Death was not a surprise to him. As a doctor, it was all part of the circle of life. But while he always concentrated on the positive, Dr. Peter Wilder could never fully ignore the fact that death was seated at the very same table as life.
His mother, Alice, had died five years ago, a victim of cancer. Now that death had come to rob him for a second time, though, he felt alone, despite the fact that the cemetery was crowded. His three siblings were there, along with all the friends and admirers that his father, Dr. James Wilder, had garnered over the years as a physician and Chief of Staff at Walnut River General Hospital and, toward the end, as the chairman of the board of directors. Despite the cold, gloomy January morning and the persistent snow flurries, there had been an enormous turnout to pay last respects to a man who had touched so very many lives.
Despite all of his professional obligations, James had never failed to make time for his family, was always there for all the important occasions that meant something to his sons and daughters.
Now both his mother and his father were gone, the latter leaving behind incredibly large shoes to fill.
Peter had become the patriarch. As the oldest, he would be the one to whom David and Ella and Anna would turn.
Well, maybe not Anna, he reconsidered, glancing over toward her.
They were gathered around the grave. Typically, while he, David and Ella were on one side of his father’s final resting place, Anna had positioned herself opposite them. Ten years his junior, Anna was the family’s official black sheep.
While he, David and Ella had followed their father’s footsteps, Anna’s feet had not quite fit the mold. He knew that she had tried, managing to go so far as being accepted into a medical school. But then she’d dropped out in her freshman year.
Anna didn’t have the head for medicine, or the heart. So she had gone a different route, earning an MBA and finally finding herself when she entered the world of finance.

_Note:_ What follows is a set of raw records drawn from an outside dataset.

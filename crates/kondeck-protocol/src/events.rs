//! The event surface: every message a client can send and every message the
//! server pushes back.
//!
//! Both enums are adjacently tagged — `{"event": "playCards", "data": {...}}`
//! — which matches how the browser client names its messages. Each event
//! carries an explicit payload struct; there are no free-form maps, so a
//! request is either fully valid after decoding or never reaches the hub.

use serde::{Deserialize, Serialize};

use crate::types::{
    Card, ClientId, GameStatePayload, MemberInfo, RoomId, RoomSummary,
};

// ---------------------------------------------------------------------------
// Client → server
// ---------------------------------------------------------------------------

/// Requests a client may send. `playerId` fields are cross-checked against
/// the sending connection's identity by the hub — they exist on the wire for
/// client-side symmetry, not as a source of trust.
#[derive(Debug, Clone, PartialEq, Serialize, Deserialize)]
#[serde(tag = "event", content = "data", rename_all = "camelCase")]
pub enum ClientEvent {
    JoinRoom(JoinRoomRequest),
    LeaveRoom(LeaveRoomRequest),
    SendMessage(SendMessageRequest),
    GetRooms,
    ToggleReady(ToggleReadyRequest),
    QuickGame,
    PlayCards(PlayCardsRequest),
    VerifyPlayedCards(VerifyRequest),
    PullTheTrigger(TriggerRequest),
}

#[derive(Debug, Clone, PartialEq, Eq, Serialize, Deserialize)]
#[serde(rename_all = "camelCase")]
pub struct JoinRoomRequest {
    pub room_name: RoomId,
}

#[derive(Debug, Clone, PartialEq, Eq, Serialize, Deserialize)]
#[serde(rename_all = "camelCase")]
pub struct LeaveRoomRequest {
    pub room_name: RoomId,
}

#[derive(Debug, Clone, PartialEq, Eq, Serialize, Deserialize)]
#[serde(rename_all = "camelCase")]
pub struct SendMessageRequest {
    pub room_name: RoomId,
    pub message: String,
    pub username: String,
}

#[derive(Debug, Clone, PartialEq, Eq, Serialize, Deserialize)]
#[serde(rename_all = "camelCase")]
pub struct ToggleReadyRequest {
    pub room_name: RoomId,
    pub ready: bool,
}

#[derive(Debug, Clone, PartialEq, Eq, Serialize, Deserialize)]
#[serde(rename_all = "camelCase")]
pub struct PlayCardsRequest {
    pub room_name: RoomId,
    pub player_id: ClientId,
    pub cards: Vec<Card>,
}

/// `action` is the caller's claim: `true` = "the shown card is truthful"
/// (matches the target rank), `false` = "it's a bluff".
#[derive(Debug, Clone, PartialEq, Eq, Serialize, Deserialize)]
#[serde(rename_all = "camelCase")]
pub struct VerifyRequest {
    pub room_name: RoomId,
    pub player_id: ClientId,
    pub action: bool,
    pub card_id: String,
}

#[derive(Debug, Clone, PartialEq, Eq, Serialize, Deserialize)]
#[serde(rename_all = "camelCase")]
pub struct TriggerRequest {
    pub room_name: RoomId,
    pub player_id: ClientId,
}

// ---------------------------------------------------------------------------
// Server → client
// ---------------------------------------------------------------------------

/// Pushes the server emits. Some are addressed to one client (`userInfo`,
/// `hand`, `error`), the rest are room broadcasts; `availableRooms` goes to
/// every connected client.
#[derive(Debug, Clone, PartialEq, Serialize, Deserialize)]
#[serde(tag = "event", content = "data", rename_all = "camelCase")]
pub enum ServerEvent {
    UserInfo(UserInfoPayload),
    RoomJoined(RoomJoinedPayload),
    RoomLeft(RoomLeftPayload),
    Debug(DebugPayload),
    Message(ChatPayload),
    AvailableRooms(Vec<RoomSummary>),
    PlayerStatus(PlayerStatusPayload),
    Timer(NoticePayload),
    AbortTimer(NoticePayload),
    GameReady(NoticePayload),
    GameState(GameStatePayload),
    Hand(Vec<Card>),
    VerifyResults(VerifyResultsPayload),
    ActionStatus(ActionStatusPayload),
    ShootResult(ShootResultPayload),
    NewRound,
    GameOver(GameOverPayload),
    Error(ErrorPayload),
}

/// Sent to a client right after it joins a room.
#[derive(Debug, Clone, PartialEq, Eq, Serialize, Deserialize)]
#[serde(rename_all = "camelCase")]
pub struct UserInfoPayload {
    pub room_name: RoomId,
    pub id: ClientId,
    pub ready: bool,
}

#[derive(Debug, Clone, PartialEq, Eq, Serialize, Deserialize)]
#[serde(rename_all = "camelCase")]
pub struct RoomJoinedPayload {
    pub room_name: RoomId,
    pub message: String,
    pub clients: Vec<MemberInfo>,
}

#[derive(Debug, Clone, PartialEq, Eq, Serialize, Deserialize)]
pub struct RoomLeftPayload {
    pub clients: Vec<MemberInfo>,
}

/// Diagnostic broadcast mirroring the room roster after a join.
#[derive(Debug, Clone, PartialEq, Eq, Serialize, Deserialize)]
#[serde(rename_all = "camelCase")]
pub struct DebugPayload {
    pub room_name: RoomId,
    pub client: ClientId,
    pub clients: Vec<MemberInfo>,
}

#[derive(Debug, Clone, PartialEq, Eq, Serialize, Deserialize)]
pub struct ChatPayload {
    pub sender: String,
    pub message: String,
}

#[derive(Debug, Clone, PartialEq, Eq, Serialize, Deserialize)]
#[serde(rename_all = "camelCase")]
pub struct PlayerStatusPayload {
    pub user_id: ClientId,
    pub ready: bool,
}

/// Human-readable notice attached to `timer`/`abortTimer`/`gameReady`.
#[derive(Debug, Clone, PartialEq, Eq, Serialize, Deserialize)]
pub struct NoticePayload {
    pub message: String,
}

#[derive(Debug, Clone, PartialEq, Eq, Serialize, Deserialize)]
pub struct VerifyResultsPayload {
    pub result: bool,
}

/// Names the player who must now draw from their chamber.
#[derive(Debug, Clone, PartialEq, Eq, Serialize, Deserialize)]
#[serde(rename_all = "camelCase")]
pub struct ActionStatusPayload {
    pub user_id: ClientId,
    pub have_to_shoot: bool,
}

#[derive(Debug, Clone, PartialEq, Eq, Serialize, Deserialize)]
pub struct ShootResultPayload {
    pub survived: bool,
}

#[derive(Debug, Clone, PartialEq, Eq, Serialize, Deserialize)]
#[serde(rename_all = "camelCase")]
pub struct GameOverPayload {
    pub game_over: bool,
}

/// Request-local rejection. Never broadcast; addressed only to the client
/// whose request failed.
#[derive(Debug, Clone, PartialEq, Eq, Serialize, Deserialize)]
pub struct ErrorPayload {
    pub message: String,
}

// =========================================================================
// Tests
// =========================================================================
use kondeck::ServerBuilder;
use tracing_subscriber::EnvFilter;

#[tokio::main]
async fn main() -> Result<(), Box<dyn std::error::Error>> {
    tracing_subscriber::fmt()
        .with_env_filter(
            EnvFilter::try_from_default_env()
                .unwrap_or_else(|_| EnvFilter::new("info")),
        )
        .init();

    let addr = std::env::var("KONDECK_ADDR")
        .unwrap_or_else(|_| "0.0.0.0:8080".to_string());

    let server = ServerBuilder::new().bind(&addr).build().await?;
    tracing::info!(%addr, "kondeck listening");
    server.run().await?;
    Ok(())
}
//! Hub configuration.

use std::time::Duration;

use kondeck_engine::{MAX_PLAYERS, MIN_PLAYERS};

/// Settings for the session hub.
#[derive(Debug, Clone)]
pub struct HubConfig {
    /// Maximum members per room. Bounded by the engine's roster cap.
    pub max_members: usize,

    /// Debounce before an all-ready room starts its match. Any member
    /// un-readying within this window cancels the start.
    pub start_delay: Duration,

    /// Grace between a match ending and its removal from the room, so
    /// clients can observe the final state.
    pub teardown_delay: Duration,

    /// Hub command channel capacity.
    pub channel_size: usize,
}

impl Default for HubConfig {
    fn default() -> Self {
        Self {
            max_members: MAX_PLAYERS,
            start_delay: Duration::from_secs(5),
            teardown_delay: Duration::from_secs(5),
            channel_size: 64,
        }
    }
}

impl HubConfig {
    /// Clamps out-of-range values so the config is safe to use. Called by
    /// [`spawn_hub`](crate::spawn_hub).
    pub fn validated(mut self) -> Self {
        if self.max_members > MAX_PLAYERS {
            tracing::warn!(
                max_members = self.max_members,
                cap = MAX_PLAYERS,
                "max_members exceeds the engine roster cap — clamping"
            );
            self.max_members = MAX_PLAYERS;
        }
        if self.max_members < MIN_PLAYERS {
            self.max_members = MIN_PLAYERS;
        }
        if self.channel_size == 0 {
            self.channel_size = 1;
        }
        self
    }
}
//! Cancellable one-shot deferred actions.
//!
//! The session layer schedules two kinds of delayed work: the debounced
//! match-start countdown and the post-game-over cleanup grace. Both must be
//! cancellable (a player un-readies, the room empties) and must never stack
//! — rescheduling replaces the previous deferral.
//!
//! [`Deferred`] makes that structural: it aborts its task when cancelled
//! *or dropped*, so storing the new deferral in the same `Option` slot is
//! itself the cancel-then-reschedule step.
//!
//! A deferral can still race its own cancellation: the sleep may have
//! completed and the action's message may already sit in a mailbox when the
//! abort lands. Callers that route the action through a queue should pair
//! each deferral with a generation number and ignore stale fires.

use std::time::Duration;

use tokio::task::JoinHandle;

/// A one-shot action scheduled to run after a delay.
///
/// The action runs on the Tokio runtime. Dropping the handle aborts the
/// pending sleep; once the delay has elapsed the action runs to completion
/// regardless.
#[derive(Debug)]
pub struct Deferred {
    handle: JoinHandle<()>,
}

impl Deferred {
    /// Schedules `action` to run after `delay`.
    pub fn spawn<F>(delay: Duration, action: F) -> Self
    where
        F: Future<Output = ()> + Send + 'static,
    {
        let handle = tokio::spawn(async move {
            tokio::time::sleep(delay).await;
            action.await;
        });
        tracing::trace!(delay_ms = delay.as_millis() as u64, "deferral scheduled");
        Self { handle }
    }

    /// Aborts the deferral. A no-op if the action already ran.
    pub fn cancel(&self) {
        self.handle.abort();
    }

    /// Whether the underlying task has finished (ran or was aborted).
    pub fn is_finished(&self) -> bool {
        self.handle.is_finished()
    }
}

impl Drop for Deferred {
    fn drop(&mut self) {
        self.handle.abort();
    }
}

#[cfg(test)]
mod tests {
    //! Timing is controlled with `tokio::time::pause()` — the clock only
    //! moves when a test advances it, so these are deterministic.

    use super::*;
    use std::sync::Arc;
    use std::sync::atomic::{AtomicUsize, Ordering};

    fn counter() -> (Arc<AtomicUsize>, impl Fn() -> usize) {
        let count = Arc::new(AtomicUsize::new(0));
        let read = {
            let count = Arc::clone(&count);
            move || count.load(Ordering::SeqCst)
        };
        (count, read)
    }

    #[tokio::test(start_paused = true)]
    async fn test_action_runs_after_the_delay() {
        let (count, fired) = counter();
        let _deferred = Deferred::spawn(Duration::from_secs(5), async move {
            count.fetch_add(1, Ordering::SeqCst);
        });
        // Let the spawned task reach its `sleep` await so the timer registers
        // at t=0 before we advance the paused clock.
        tokio::task::yield_now().await;

        tokio::time::advance(Duration::from_secs(4)).await;
        tokio::task::yield_now().await;
        assert_eq!(fired(), 0, "fired early");

        tokio::time::advance(Duration::from_secs(2)).await;
        tokio::task::yield_now().await;
        assert_eq!(fired(), 1);
    }

    #[tokio::test(start_paused = true)]
    async fn test_cancel_prevents_the_action() {
        let (count, fired) = counter();
        let deferred = Deferred::spawn(Duration::from_secs(5), async move {
            count.fetch_add(1, Ordering::SeqCst);
        });

        tokio::time::advance(Duration::from_secs(2)).await;
        deferred.cancel();
        tokio::time::advance(Duration::from_secs(10)).await;
        tokio::task::yield_now().await;

        assert_eq!(fired(), 0);
    }

    #[tokio::test(start_paused = true)]
    async fn test_drop_aborts_the_pending_action() {
        let (count, fired) = counter();
        {
            let _deferred =
                Deferred::spawn(Duration::from_secs(5), async move {
                    count.fetch_add(1, Ordering::SeqCst);
                });
        }
        tokio::time::advance(Duration::from_secs(10)).await;
        tokio::task::yield_now().await;

        assert_eq!(fired(), 0);
    }

    #[tokio::test(start_paused = true)]
    async fn test_replacing_a_deferral_supersedes_it() {
        let (first_count, first_fired) = counter();
        let (second_count, second_fired) = counter();

        let mut slot = Some(Deferred::spawn(
            Duration::from_secs(5),
            async move {
                first_count.fetch_add(1, Ordering::SeqCst);
            },
        ));
        // Reschedule: storing into the slot drops (and aborts) the first.
        slot.replace(Deferred::spawn(Duration::from_secs(5), async move {
            second_count.fetch_add(1, Ordering::SeqCst);
        }));
        // Let the replacement task reach its `sleep` await so the timer
        // registers at t=0 before we advance the paused clock.
        tokio::task::yield_now().await;

        tokio::time::advance(Duration::from_secs(6)).await;
        tokio::task::yield_now().await;

        assert_eq!(first_fired(), 0);
        assert_eq!(second_fired(), 1);
        drop(slot);
    }

    #[tokio::test(start_paused = true)]
    async fn test_cancel_after_fire_is_a_noop() {
        let (count, fired) = counter();
        let deferred = Deferred::spawn(Duration::from_secs(1), async move {
            count.fetch_add(1, Ordering::SeqCst);
        });
        // Let the spawned task reach its `sleep` await so the timer registers
        // at t=0 before we advance the paused clock.
        tokio::task::yield_now().await;

        tokio::time::advance(Duration::from_secs(2)).await;
        tokio::task::yield_now().await;
        assert_eq!(fired(), 1);
        assert!(deferred.is_finished());

        deferred.cancel();
        assert_eq!(fired(), 1);
    }
}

But there was an even greater reason why the rest of them considered Anna to be the black sheep. His father had been fond of referring to her as “the chosen one,” but the simple truth of it was, Anna had been a foundling, abandoned as an infant on the steps of the hospital to which the senior Wilder had dedicated his entire adult life.
Since James Wilder lived and breathed all things that concerned Walnut River General, it somehow seemed natural that he should adopt the only baby who had ever been left there.
Or so he’d heard his father say to his mother when he was trying to win her over to his decision. His mother tried, but he knew that she could never quite make herself open her heart to this child whose own parents hadn’t wanted her. Maybe because of this, because of the way his mother felt, his father had done his best to make it up to Anna. He had overcompensated.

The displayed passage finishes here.